↓

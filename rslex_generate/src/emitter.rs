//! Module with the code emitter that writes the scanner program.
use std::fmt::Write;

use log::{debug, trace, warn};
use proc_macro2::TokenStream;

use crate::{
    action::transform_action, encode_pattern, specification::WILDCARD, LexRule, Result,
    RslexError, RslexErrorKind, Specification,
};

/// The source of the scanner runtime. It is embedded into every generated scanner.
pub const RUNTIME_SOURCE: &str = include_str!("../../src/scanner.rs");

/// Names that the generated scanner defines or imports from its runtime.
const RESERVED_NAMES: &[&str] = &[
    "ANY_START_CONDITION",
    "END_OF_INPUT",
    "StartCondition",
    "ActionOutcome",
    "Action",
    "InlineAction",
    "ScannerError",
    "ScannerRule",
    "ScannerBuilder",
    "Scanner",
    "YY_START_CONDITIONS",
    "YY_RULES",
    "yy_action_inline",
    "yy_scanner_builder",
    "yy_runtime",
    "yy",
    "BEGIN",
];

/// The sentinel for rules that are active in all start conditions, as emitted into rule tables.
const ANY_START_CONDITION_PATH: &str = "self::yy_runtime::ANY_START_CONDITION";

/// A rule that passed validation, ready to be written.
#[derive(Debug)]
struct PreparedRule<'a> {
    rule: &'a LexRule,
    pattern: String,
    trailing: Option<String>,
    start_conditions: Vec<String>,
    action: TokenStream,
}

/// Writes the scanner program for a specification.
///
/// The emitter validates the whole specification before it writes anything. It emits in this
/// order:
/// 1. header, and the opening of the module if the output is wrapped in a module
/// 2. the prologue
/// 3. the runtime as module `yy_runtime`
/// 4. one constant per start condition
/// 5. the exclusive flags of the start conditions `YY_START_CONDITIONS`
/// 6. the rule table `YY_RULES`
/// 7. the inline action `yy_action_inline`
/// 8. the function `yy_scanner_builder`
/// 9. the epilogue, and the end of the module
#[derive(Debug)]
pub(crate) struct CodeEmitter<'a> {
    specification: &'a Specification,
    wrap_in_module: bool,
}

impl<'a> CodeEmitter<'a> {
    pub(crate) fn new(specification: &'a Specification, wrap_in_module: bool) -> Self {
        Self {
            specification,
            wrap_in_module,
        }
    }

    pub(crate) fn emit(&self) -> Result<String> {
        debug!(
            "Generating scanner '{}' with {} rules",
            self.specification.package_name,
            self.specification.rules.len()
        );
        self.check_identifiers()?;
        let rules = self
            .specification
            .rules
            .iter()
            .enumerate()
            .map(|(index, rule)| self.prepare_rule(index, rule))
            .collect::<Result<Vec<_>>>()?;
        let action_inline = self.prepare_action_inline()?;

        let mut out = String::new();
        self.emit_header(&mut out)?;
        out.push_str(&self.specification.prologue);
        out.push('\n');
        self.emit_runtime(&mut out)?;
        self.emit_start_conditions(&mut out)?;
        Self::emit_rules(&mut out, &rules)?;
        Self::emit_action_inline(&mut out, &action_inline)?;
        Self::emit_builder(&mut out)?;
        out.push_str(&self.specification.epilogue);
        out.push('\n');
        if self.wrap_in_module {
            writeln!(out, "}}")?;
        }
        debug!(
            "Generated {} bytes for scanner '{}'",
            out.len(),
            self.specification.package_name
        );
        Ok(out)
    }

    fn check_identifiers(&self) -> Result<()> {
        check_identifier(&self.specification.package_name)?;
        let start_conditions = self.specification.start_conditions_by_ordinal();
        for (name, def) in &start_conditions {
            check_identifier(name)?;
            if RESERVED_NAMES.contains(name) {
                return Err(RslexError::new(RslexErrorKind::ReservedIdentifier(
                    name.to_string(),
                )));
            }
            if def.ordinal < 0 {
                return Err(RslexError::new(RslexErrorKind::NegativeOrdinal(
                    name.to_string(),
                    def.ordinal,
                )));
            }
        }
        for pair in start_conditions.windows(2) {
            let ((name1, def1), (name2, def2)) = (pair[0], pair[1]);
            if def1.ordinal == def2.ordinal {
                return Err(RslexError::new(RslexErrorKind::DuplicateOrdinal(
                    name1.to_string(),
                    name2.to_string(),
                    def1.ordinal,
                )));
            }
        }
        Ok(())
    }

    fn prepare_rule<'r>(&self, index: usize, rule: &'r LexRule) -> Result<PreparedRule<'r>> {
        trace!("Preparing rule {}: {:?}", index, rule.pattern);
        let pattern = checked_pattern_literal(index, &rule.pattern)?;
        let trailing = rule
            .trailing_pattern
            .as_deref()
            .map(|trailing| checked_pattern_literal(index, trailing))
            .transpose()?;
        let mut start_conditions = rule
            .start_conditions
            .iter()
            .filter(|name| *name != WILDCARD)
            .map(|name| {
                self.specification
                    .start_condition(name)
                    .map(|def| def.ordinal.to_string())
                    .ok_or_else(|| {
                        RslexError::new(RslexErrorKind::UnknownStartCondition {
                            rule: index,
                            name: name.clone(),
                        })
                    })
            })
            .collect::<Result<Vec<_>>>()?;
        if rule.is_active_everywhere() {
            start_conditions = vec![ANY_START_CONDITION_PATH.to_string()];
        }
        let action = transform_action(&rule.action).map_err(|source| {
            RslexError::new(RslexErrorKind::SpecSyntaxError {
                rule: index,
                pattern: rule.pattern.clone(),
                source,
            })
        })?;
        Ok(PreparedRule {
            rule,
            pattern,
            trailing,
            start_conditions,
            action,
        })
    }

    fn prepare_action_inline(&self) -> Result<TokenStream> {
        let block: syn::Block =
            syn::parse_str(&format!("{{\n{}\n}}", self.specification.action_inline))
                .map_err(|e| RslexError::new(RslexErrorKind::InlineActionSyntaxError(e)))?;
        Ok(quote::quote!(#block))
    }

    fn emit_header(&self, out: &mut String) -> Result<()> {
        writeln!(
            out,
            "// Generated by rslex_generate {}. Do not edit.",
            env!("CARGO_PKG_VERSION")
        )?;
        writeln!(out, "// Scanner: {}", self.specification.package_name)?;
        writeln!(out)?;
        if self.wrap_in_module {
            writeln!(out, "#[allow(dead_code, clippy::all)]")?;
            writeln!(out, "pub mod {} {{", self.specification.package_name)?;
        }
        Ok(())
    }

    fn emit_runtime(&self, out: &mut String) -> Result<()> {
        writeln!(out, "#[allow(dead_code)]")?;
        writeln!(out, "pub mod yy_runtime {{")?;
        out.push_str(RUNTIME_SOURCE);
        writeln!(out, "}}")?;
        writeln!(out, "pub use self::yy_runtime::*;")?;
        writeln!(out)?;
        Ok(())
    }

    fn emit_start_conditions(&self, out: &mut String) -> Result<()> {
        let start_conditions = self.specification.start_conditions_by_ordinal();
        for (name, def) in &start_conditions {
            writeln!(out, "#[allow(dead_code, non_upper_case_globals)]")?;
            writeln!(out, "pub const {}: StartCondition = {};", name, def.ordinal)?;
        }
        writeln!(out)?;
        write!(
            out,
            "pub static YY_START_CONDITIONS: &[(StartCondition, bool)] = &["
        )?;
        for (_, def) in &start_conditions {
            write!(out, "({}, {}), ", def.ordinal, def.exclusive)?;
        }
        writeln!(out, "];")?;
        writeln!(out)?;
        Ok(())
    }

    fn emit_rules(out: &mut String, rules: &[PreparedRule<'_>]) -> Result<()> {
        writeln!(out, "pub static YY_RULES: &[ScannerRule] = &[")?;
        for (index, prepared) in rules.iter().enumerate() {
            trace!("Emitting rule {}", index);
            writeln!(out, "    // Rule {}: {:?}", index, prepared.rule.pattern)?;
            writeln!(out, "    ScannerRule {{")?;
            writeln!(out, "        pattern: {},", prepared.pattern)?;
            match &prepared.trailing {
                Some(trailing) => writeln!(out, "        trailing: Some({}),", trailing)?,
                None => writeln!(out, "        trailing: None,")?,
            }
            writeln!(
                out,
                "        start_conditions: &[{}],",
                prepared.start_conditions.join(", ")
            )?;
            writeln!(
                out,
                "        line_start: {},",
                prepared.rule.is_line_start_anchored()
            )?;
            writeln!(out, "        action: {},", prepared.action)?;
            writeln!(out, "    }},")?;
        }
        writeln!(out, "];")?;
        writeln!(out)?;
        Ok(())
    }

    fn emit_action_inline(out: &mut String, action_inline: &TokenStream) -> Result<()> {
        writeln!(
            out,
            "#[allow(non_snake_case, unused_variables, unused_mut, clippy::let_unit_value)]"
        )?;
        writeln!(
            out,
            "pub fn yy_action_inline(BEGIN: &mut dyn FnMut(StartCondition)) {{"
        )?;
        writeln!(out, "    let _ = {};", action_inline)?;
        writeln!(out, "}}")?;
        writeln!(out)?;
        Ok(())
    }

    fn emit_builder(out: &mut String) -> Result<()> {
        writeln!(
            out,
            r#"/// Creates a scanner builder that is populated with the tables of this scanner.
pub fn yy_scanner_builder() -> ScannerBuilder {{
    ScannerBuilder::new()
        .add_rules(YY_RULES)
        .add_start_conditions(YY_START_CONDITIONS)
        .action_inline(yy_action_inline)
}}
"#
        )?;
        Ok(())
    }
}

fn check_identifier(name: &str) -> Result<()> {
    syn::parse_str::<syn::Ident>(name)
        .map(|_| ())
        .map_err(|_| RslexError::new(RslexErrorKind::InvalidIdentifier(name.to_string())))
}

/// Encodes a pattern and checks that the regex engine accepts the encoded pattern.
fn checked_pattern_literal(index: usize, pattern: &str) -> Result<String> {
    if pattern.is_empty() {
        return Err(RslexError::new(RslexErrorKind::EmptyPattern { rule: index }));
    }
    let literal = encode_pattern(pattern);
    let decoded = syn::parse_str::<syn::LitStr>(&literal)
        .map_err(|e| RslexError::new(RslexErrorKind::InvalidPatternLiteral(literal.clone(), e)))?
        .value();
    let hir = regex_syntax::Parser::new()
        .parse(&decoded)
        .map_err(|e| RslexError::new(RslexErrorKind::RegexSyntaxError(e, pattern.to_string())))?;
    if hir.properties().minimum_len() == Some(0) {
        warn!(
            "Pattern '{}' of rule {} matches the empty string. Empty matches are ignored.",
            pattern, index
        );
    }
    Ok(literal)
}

↑

• [WHAT YOU NEED TO DO] I need each line from the listing where the word "that" occurs.

• [WRITTEN ANSWER]
//! Module with the code emitter that writes the scanner program.
/// Names that the generated scanner defines or imports from its runtime.
/// The sentinel for rules that are active in all start conditions, as emitted into rule tables.
/// A rule that passed validation, ready to be written.
            r#"/// Creates a scanner builder that is populated with the tables of this scanner.
/// Encodes a pattern and checks that the regex engine accepts the encoded pattern.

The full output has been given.